Adds the given expression to the HyperLogLog.

hll_cardinality ( hyperloglog )

Returns the cardinality of the given HyperLogLog, with roughly a ~0.2% margin of error.

hll_union ( hyperloglog, hyperloglog, ... )

Returns a hyperloglog representing the union of the given hyperloglog.

See HyperLogLog Aggregates for aggregates that can be used to generate hyperloglog objects.

Distribution Functions

dist_add ( tdigest, expression, weight )

Increments the frequency of the given expression by the given weight in the T-Digest.

dist_cdf ( tdigest, expression )

Given a T-Digest, returns the value of its cumulative-distribution function evaluated at the value of expression, with a small margin of error.

dist_quantile ( tdigest, float )

Given a tdigest, returns the value at the given quantile, float. float must be in [0, 1].

See Distribution Aggregates for aggregates that can be used to generate tdigest objects.

Miscellaneous Functions

bucket_cardinality ( bucket_agg, bucket_id )

Returns the cardinality of the given bucket_id within the given bucket_agg.

bucket_ids ( bucket_agg )

Returns an array of all bucket ids contained within the given bucket_agg.

bucket_cardinalities ( bucket_agg )

Returns an array of cardinalities contained within the given bucket_agg, one for each bucket id.

See Miscellaneous Aggregates for aggregates that can be used to generate bucket_agg objects.

date_round ( timestamp, resolution )

“Floors” a date down to the nearest resolution (or bucket) expressed as an interval. This is typically useful for summarization. For example, to summarize events into 10-minute buckets:
CREATE VIEW v AS SELECT
  date_round(arrival_timestam, '10 minutes') AS bucket_10m, COUNT(*) FROM stream
  GROUP BY bucket_10m;

year ( timestamp )

Truncate the given timestamp down to its year.

month ( timestamp )

Truncate the given timestamp down to its month.

day ( timestamp )

Truncate the given timestamp down to its day.

hour ( timestamp )

Truncate the given timestamp down to its hour.

minute ( timestamp )

Truncate the given timestamp down to its minute.

second ( timestamp )

Truncate the given timestamp down to its second.

set_cardinality ( array )

Returns the cardinality of the given set array. Sets can be built using set_agg.

Operational Functions

pipelinedb.activate ( name )

Acitvates the given continuous view or transform. See Activation and Deactivation for more information.
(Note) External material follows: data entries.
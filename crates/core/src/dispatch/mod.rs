use crate::dispatch::error::DispatchError;
use crate::domain::contract::AnalysisReply;
use crate::domain::message::MessageId;
use std::sync::Arc;
use std::time::Instant;
use tokio::sync::mpsc;

pub mod demo;
pub mod error;
pub mod webhook;

/// Source of analysis replies for a single user query.
#[async_trait::async_trait]
pub trait AnalysisClient: Send + Sync {
    fn source_name(&self) -> &'static str;

    async fn analyze(&self, query: &str) -> anyhow::Result<AnalysisReply>;
}

/// A composed query whose reply has not been appended yet. `id` is the id of
/// the user message that started it.
#[derive(Debug, Clone, PartialEq)]
pub struct PendingQuery {
    pub id: MessageId,
    pub query: String,
}

#[derive(Debug)]
pub struct Settled {
    pub pending: PendingQuery,
    pub outcome: anyhow::Result<AnalysisReply>,
}

#[derive(Clone)]
pub struct Dispatcher {
    client: Arc<dyn AnalysisClient>,
}

impl Dispatcher {
    pub fn new(client: Arc<dyn AnalysisClient>) -> Self {
        Self { client }
    }

    pub fn source_name(&self) -> &'static str {
        self.client.source_name()
    }

    /// Runs the query to completion. Never retries.
    pub async fn resolve(&self, pending: PendingQuery) -> Settled {
        let started = Instant::now();
        let outcome = self.client.analyze(&pending.query).await;
        let elapsed_ms = u64::try_from(started.elapsed().as_millis()).unwrap_or(u64::MAX);

        match &outcome {
            Ok(reply) => {
                tracing::info!(
                    query_id = %pending.id,
                    source = self.source_name(),
                    has_analysis = reply.analysis.is_some(),
                    elapsed_ms,
                    "analysis query settled"
                );
            }
            Err(err) => {
                let diag = err.downcast_ref::<DispatchError>();
                let stage = diag.map(|d| d.stage.as_str()).unwrap_or("unknown");
                tracing::warn!(
                    query_id = %pending.id,
                    source = self.source_name(),
                    stage,
                    elapsed_ms,
                    error = %format!("{err:#}"),
                    "analysis query failed"
                );
                if let Some(d) = diag {
                    tracing::debug!(
                        query_id = %pending.id,
                        stage,
                        status = ?d.status,
                        raw = ?d.raw_body,
                        "failed webhook response body"
                    );
                }
            }
        }

        Settled { pending, outcome }
    }

    /// Resolves on the tokio runtime and delivers the result over `tx`.
    /// Overlapping queries settle in whatever order they complete.
    pub fn spawn(
        &self,
        pending: PendingQuery,
        tx: mpsc::UnboundedSender<Settled>,
    ) -> tokio::task::JoinHandle<()> {
        let this = self.clone();
        tokio::spawn(async move {
            let settled = this.resolve(pending).await;
            if tx.send(settled).is_err() {
                tracing::debug!("settled query dropped; receiver closed");
            }
        })
    }
}
use crate::domain::analysis::Analysis;
use chrono::{DateTime, Utc};
use serde::{Deserialize, Serialize};
use std::fmt;
use uuid::Uuid;

#[derive(Debug, Clone, Copy, PartialEq, Eq, Hash, Serialize, Deserialize)]
pub struct MessageId(Uuid);

impl MessageId {
    pub fn new() -> Self {
        Self(Uuid::new_v4())
    }
}

impl Default for MessageId {
    fn default() -> Self {
        Self::new()
    }
}

impl fmt::Display for MessageId {
    fn fmt(&self, f: &mut fmt::Formatter<'_>) -> fmt::Result {
        self.0.fmt(f)
    }
}

#[derive(Debug, Clone, Copy, PartialEq, Eq, Serialize, Deserialize)]
#[serde(rename_all = "lowercase")]
pub enum Author {
    User,
    Assistant,
}

#[derive(Debug, Clone, PartialEq, Serialize, Deserialize)]
pub struct Message {
    pub id: MessageId,
    pub author: Author,
    pub text: String,
    pub created_at: DateTime<Utc>,
    pub analysis: Option<Analysis>,
}

impl Message {
    pub fn user(text: impl Into<String>) -> Self {
        Self::new(Author::User, text.into(), None)
    }

    pub fn assistant(text: impl Into<String>, analysis: Option<Analysis>) -> Self {
        Self::new(Author::Assistant, text.into(), analysis)
    }

    fn new(author: Author, text: String, analysis: Option<Analysis>) -> Self {
        Self {
            id: MessageId::new(),
            author,
            text,
            created_at: Utc::now(),
            analysis,
        }
    }
}
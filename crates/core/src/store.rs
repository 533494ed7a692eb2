use crate::domain::message::Message;

/// Append-only, insertion-ordered list of chat messages for one session.
#[derive(Debug, Clone, Default)]
pub struct Transcript {
    messages: Vec<Message>,
}

impl Transcript {
    pub fn new() -> Self {
        Self::default()
    }

    pub fn append(&mut self, message: Message) {
        self.messages.push(message);
    }

    pub fn list(&self) -> &[Message] {
        &self.messages
    }

    pub fn len(&self) -> usize {
        self.messages.len()
    }

    pub fn is_empty(&self) -> bool {
        self.messages.is_empty()
    }

    pub fn last(&self) -> Option<&Message> {
        self.messages.last()
    }
}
pipelinedb.deactivate ( name )

Deacitvates the given continuous view or transform. See Activation and Deactivation for more information.
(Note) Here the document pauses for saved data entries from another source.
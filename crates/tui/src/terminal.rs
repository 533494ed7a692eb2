use crossterm::event::{
    DisableBracketedPaste, DisableMouseCapture, EnableBracketedPaste, EnableMouseCapture,
    KeyboardEnhancementFlags, PopKeyboardEnhancementFlags, PushKeyboardEnhancementFlags,
};
use crossterm::execute;
use crossterm::terminal::{
    disable_raw_mode, enable_raw_mode, supports_keyboard_enhancement, EnterAlternateScreen,
    LeaveAlternateScreen,
};
use ratatui::backend::CrosstermBackend;
use ratatui::Terminal;
use std::io::{self, Stdout};
use std::sync::atomic::{AtomicBool, Ordering};

// Set while the enhancement flags are pushed, so the panic hook can pop them.
static KEYBOARD_ENHANCED: AtomicBool = AtomicBool::new(false);

/// Without disambiguation most terminals send a bare `\r` for Shift+Enter,
/// indistinguishable from Enter.
pub fn enhancement_flags() -> KeyboardEnhancementFlags {
    KeyboardEnhancementFlags::DISAMBIGUATE_ESCAPE_CODES | KeyboardEnhancementFlags::REPORT_EVENT_TYPES
}

/// Owns the terminal for the lifetime of the session and restores it on drop
/// or panic.
pub struct TerminalGuard {
    pub terminal: Terminal<CrosstermBackend<Stdout>>,
}

impl TerminalGuard {
    pub fn enter() -> anyhow::Result<Self> {
        install_panic_hook();
        enable_raw_mode()?;
        let mut stdout = io::stdout();
        execute!(
            stdout,
            EnterAlternateScreen,
            EnableMouseCapture,
            EnableBracketedPaste
        )?;

        let enhanced = match supports_keyboard_enhancement() {
            Ok(true) => execute!(stdout, PushKeyboardEnhancementFlags(enhancement_flags())).is_ok(),
            _ => false,
        };
        KEYBOARD_ENHANCED.store(enhanced, Ordering::SeqCst);
        if !enhanced {
            tracing::warn!("terminal lacks keyboard enhancement; Shift+Enter may submit");
        }

        let terminal = Terminal::new(CrosstermBackend::new(stdout))?;
        Ok(Self { terminal })
    }
}

impl Drop for TerminalGuard {
    fn drop(&mut self) {
        restore();
        let _ = self.terminal.show_cursor();
    }
}

fn restore() {
    let mut stdout = io::stdout();
    if KEYBOARD_ENHANCED.swap(false, Ordering::SeqCst) {
        let _ = execute!(stdout, PopKeyboardEnhancementFlags);
    }
    let _ = disable_raw_mode();
    let _ = execute!(
        stdout,
        DisableBracketedPaste,
        DisableMouseCapture,
        LeaveAlternateScreen
    );
}

fn install_panic_hook() {
    let previous = std::panic::take_hook();
    std::panic::set_hook(Box::new(move |info| {
        restore();
        previous(info);
    }));
}
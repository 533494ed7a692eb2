use crate::dispatch::{PendingQuery, Settled};
use crate::domain::message::{Message, MessageId};
use crate::store::Transcript;

pub const GREETING_TEXT: &str = "Hello! I'm StockSense, your AI stock analysis assistant. What stock would you like me to analyze today?";
pub const APOLOGY_TEXT: &str = "I'm having trouble connecting to my analysis engine right now. Please try again in a moment.";

/// Transcript plus the count of queries still waiting for a reply.
#[derive(Debug, Clone)]
pub struct ChatSession {
    transcript: Transcript,
    in_flight: usize,
}

impl ChatSession {
    pub fn new() -> Self {
        let mut transcript = Transcript::new();
        transcript.append(Message::assistant(GREETING_TEXT, None));
        Self {
            transcript,
            in_flight: 0,
        }
    }

    pub fn transcript(&self) -> &Transcript {
        &self.transcript
    }

    pub fn is_awaiting(&self) -> bool {
        self.in_flight > 0
    }

    pub fn in_flight(&self) -> usize {
        self.in_flight
    }

    /// Appends the user's message before any network activity. Whitespace-only
    /// input is ignored.
    pub fn compose(&mut self, input: &str) -> Option<PendingQuery> {
        let query = input.trim();
        if query.is_empty() {
            return None;
        }

        let message = Message::user(query);
        let pending = PendingQuery {
            id: message.id,
            query: query.to_string(),
        };
        self.transcript.append(message);
        self.in_flight += 1;
        Some(pending)
    }

    /// Appends exactly one assistant message for a finished query and returns
    /// its id.
    pub fn settle(&mut self, settled: Settled) -> MessageId {
        let message = match settled.outcome {
            Ok(reply) => Message::assistant(reply.text, reply.analysis),
            Err(err) => {
                tracing::debug!(
                    query_id = %settled.pending.id,
                    error = %err,
                    "replacing failed reply with apology"
                );
                Message::assistant(APOLOGY_TEXT, None)
            }
        };
        let id = message.id;
        self.transcript.append(message);
        self.in_flight = self.in_flight.saturating_sub(1);
        id
    }
}

impl Default for ChatSession {
    fn default() -> Self {
        Self::new()
    }
}

#[cfg(test)]
mod tests {
    use super::*;
    use crate::dispatch::error::{DispatchError, DispatchStage};
    use crate::dispatch::testing::ScriptedClient;
    use crate::dispatch::Dispatcher;
    use crate::domain::contract::{AnalysisReply, WebhookResponse};
    use crate::domain::message::Author;
    use serde_json::json;
    use std::sync::Arc;
    use std::time::Duration;

    #[test]
    fn starts_with_greeting() {
        let session = ChatSession::new();
        let list = session.transcript().list();
        assert_eq!(list.len(), 1);
        assert_eq!(list[0].author, Author::Assistant);
        assert_eq!(list[0].text, GREETING_TEXT);
        assert!(!session.is_awaiting());
    }

    #[test]
    fn blank_input_is_a_no_op() {
        let mut session = ChatSession::new();
        assert!(session.compose("").is_none());
        assert!(session.compose("  \n\t ").is_none());
        assert_eq!(session.transcript().len(), 1);
        assert!(!session.is_awaiting());
    }

    #[test]
    fn compose_appends_user_message_immediately() {
        let mut session = ChatSession::new();
        let pending = session.compose("  Analyze AAPL \n").unwrap();

        assert_eq!(pending.query, "Analyze AAPL");
        let last = session.transcript().last().unwrap();
        assert_eq!(last.author, Author::User);
        assert_eq!(last.text, "Analyze AAPL");
        assert_eq!(last.id, pending.id);
        assert!(session.is_awaiting());
    }

    #[test]
    fn failure_appends_apology_without_analysis() {
        let mut session = ChatSession::new();
        let pending = session.compose("AAPL").unwrap();
        let id = session.settle(Settled {
            pending,
            outcome: Err(DispatchError::new(DispatchStage::JsonParse, "bad").into()),
        });
        let msg = session.transcript().last().unwrap();
        assert_eq!(msg.id, id);

        assert_eq!(msg.author, Author::Assistant);
        assert_eq!(msg.text, APOLOGY_TEXT);
        assert!(msg.analysis.is_none());
        assert!(!session.is_awaiting());
    }

    #[test]
    fn success_attaches_mapped_analysis() {
        let mut session = ChatSession::new();
        let pending = session.compose("aapl").unwrap();
        let reply = WebhookResponse::from_value(json!({
            "message": "Buy.",
            "analysis": { "symbol": "aapl", "price": 150 }
        }))
        .into_reply();

        let id = session.settle(Settled {
            pending,
            outcome: Ok(reply),
        });
        let msg = session.transcript().last().unwrap();
        assert_eq!(msg.id, id);
        assert_eq!(msg.text, "Buy.");
        assert_eq!(msg.analysis.as_ref().unwrap().symbol, "AAPL");
    }

    #[tokio::test]
    async fn each_send_grows_transcript_by_two() {
        let client = Arc::new(ScriptedClient::new(vec![
            (
                Duration::ZERO,
                Ok(AnalysisReply {
                    text: "ok".to_string(),
                    analysis: None,
                }),
            ),
            (
                Duration::ZERO,
                Err(DispatchError::new(DispatchStage::Transport, "refused").into()),
            ),
        ]));
        let dispatcher = Dispatcher::new(client);
        let mut session = ChatSession::new();

        for query in ["AAPL", "TSLA"] {
            let before = session.transcript().len();
            let pending = session.compose(query).unwrap();
            assert_eq!(session.transcript().len(), before + 1);
            let settled = dispatcher.resolve(pending).await;
            session.settle(settled);
            assert_eq!(session.transcript().len(), before + 2);
        }
        assert!(!session.is_awaiting());
    }

    #[test]
    fn indicator_stays_up_until_every_query_settles() {
        let mut session = ChatSession::new();
        let first = session.compose("AAPL").unwrap();
        let second = session.compose("TSLA").unwrap();
        assert_eq!(session.in_flight(), 2);

        session.settle(Settled {
            pending: second,
            outcome: Err(DispatchError::new(DispatchStage::Transport, "x").into()),
        });
        assert!(session.is_awaiting());

        session.settle(Settled {
            pending: first,
            outcome: Err(DispatchError::new(DispatchStage::Transport, "x").into()),
        });
        assert!(!session.is_awaiting());
        assert_eq!(session.transcript().len(), 5);
    }
}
pipelinedb.combine_table( continuous view name, table )

Combine the rows from the given table into the given continuous view. combine_table uses the given continuous view’s query definition to combine aggregate values from both relations with no loss of information.

combine_table can be used for purposes such as backfilling a continuous view (possibly running on a completely separate installation) by combining the backfilled rows into the “live” continuous view only once they have been fully populated.

pipelinedb.get_views ( )

Returns the set of all continuous views.

pipelinedb.get_transforms ( )

Returns the set of all continuous transforms.
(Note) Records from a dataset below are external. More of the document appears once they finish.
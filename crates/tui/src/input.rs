use crossterm::event::{KeyCode, KeyEvent, KeyEventKind, KeyModifiers};

pub const PLACEHOLDER: &str =
    "Ask me to analyze a stock (e.g., 'Analyze AAPL' or 'What do you think about TSLA?')";

#[derive(Debug, Clone, Copy, PartialEq, Eq)]
pub enum Action {
    Submit,
    Newline,
    Insert(char),
    Backspace,
    Delete,
    Left,
    Right,
    Home,
    End,
    ScrollUp,
    ScrollDown,
    ScrollToLatest,
    Share,
    Quit,
    Ignore,
}

/// Releases are reported once keyboard enhancement is on; only presses and
/// repeats act.
pub fn key_action(key: KeyEvent) -> Option<Action> {
    match key.kind {
        KeyEventKind::Release => None,
        KeyEventKind::Press | KeyEventKind::Repeat => Some(map_key(key)),
    }
}

pub fn map_key(key: KeyEvent) -> Action {
    let ctrl = key.modifiers.contains(KeyModifiers::CONTROL);
    match key.code {
        KeyCode::Enter if key.modifiers.intersects(KeyModifiers::SHIFT | KeyModifiers::ALT) => {
            Action::Newline
        }
        KeyCode::Enter => Action::Submit,
        KeyCode::Char('s') if ctrl => Action::Submit,
        KeyCode::Char('y') if ctrl => Action::Share,
        KeyCode::Char('c') if ctrl => Action::Quit,
        KeyCode::Char(_) if ctrl => Action::Ignore,
        KeyCode::Char(c) => Action::Insert(c),
        KeyCode::Esc => Action::Quit,
        KeyCode::Backspace => Action::Backspace,
        KeyCode::Delete => Action::Delete,
        KeyCode::Left => Action::Left,
        KeyCode::Right => Action::Right,
        KeyCode::Home => Action::Home,
        KeyCode::End if ctrl => Action::ScrollToLatest,
        KeyCode::End => Action::End,
        KeyCode::PageUp | KeyCode::Up => Action::ScrollUp,
        KeyCode::PageDown | KeyCode::Down => Action::ScrollDown,
        _ => Action::Ignore,
    }
}

/// Editable text with a cursor kept on a char boundary.
#[derive(Debug, Clone, Default)]
pub struct InputBuffer {
    text: String,
    cursor: usize,
}

impl InputBuffer {
    pub fn text(&self) -> &str {
        &self.text
    }

    pub fn is_empty(&self) -> bool {
        self.text.is_empty()
    }

    /// The send affordance is enabled only for input with visible content.
    pub fn can_send(&self) -> bool {
        !self.text.trim().is_empty()
    }

    pub fn insert(&mut self, c: char) {
        self.text.insert(self.cursor, c);
        self.cursor += c.len_utf8();
    }

    pub fn insert_str(&mut self, s: &str) {
        let s = s.replace("\r\n", "\n").replace('\r', "\n");
        self.text.insert_str(self.cursor, &s);
        self.cursor += s.len();
    }

    pub fn backspace(&mut self) {
        if let Some(prev) = self.text[..self.cursor].chars().next_back() {
            self.cursor -= prev.len_utf8();
            self.text.remove(self.cursor);
        }
    }

    pub fn delete(&mut self) {
        if self.cursor < self.text.len() {
            self.text.remove(self.cursor);
        }
    }

    pub fn left(&mut self) {
        if let Some(prev) = self.text[..self.cursor].chars().next_back() {
            self.cursor -= prev.len_utf8();
        }
    }

    pub fn right(&mut self) {
        if let Some(next) = self.text[self.cursor..].chars().next() {
            self.cursor += next.len_utf8();
        }
    }

    pub fn home(&mut self) {
        self.cursor = self.text[..self.cursor].rfind('\n').map_or(0, |i| i + 1);
    }

    pub fn end(&mut self) {
        self.cursor += self.text[self.cursor..]
            .find('\n')
            .unwrap_or(self.text.len() - self.cursor);
    }

    pub fn take(&mut self) -> String {
        self.cursor = 0;
        std::mem::take(&mut self.text)
    }

    pub fn lines(&self) -> Vec<&str> {
        self.text.split('\n').collect()
    }

    /// Cursor as (row, column) in chars.
    pub fn cursor_position(&self) -> (usize, usize) {
        let before = &self.text[..self.cursor];
        let row = before.matches('\n').count();
        let col = before.rsplit('\n').next().map_or(0, |line| line.chars().count());
        (row, col)
    }
}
pipelinedb.truncate_continuous_view ( name )

Truncates all rows from the given continuous view.

pipelinedb.version ( )

Returns a string containing all of the version information for your PipelineDB installation.

System Views

PipelineDB includes a number of system views for viewing useful information about your continuous views and transforms:

pipelinedb.views

Describes Continuous Views.

  View "pipelinedb.views"
Column |  Type   |
-------+---------+
id     | oid     |
schema | text    |
name   | text    |
active | boolean |
query  | text    |

pipelinedb.transforms

Describes Continuous Transforms.

  View "pipelinedb.transforms"
Column |  Type   |
-------+---------+
id     | oid     |
schema | text    |
name   | text    |
active | boolean |
tgfunc | text    |
tgargs | text[]  |
query  | text    |

pipelinedb.stream_readers

For each stream, shows all of the continuous queries that are reading from it.

   View "pipelinedb.transforms"
Column             |  Type     |
-------------------+-----------+
stream             | text      |
continuous_queries | text[]    |

More system views are available for viewing Statistics for PipelineDB processes, continuous queries, and streams.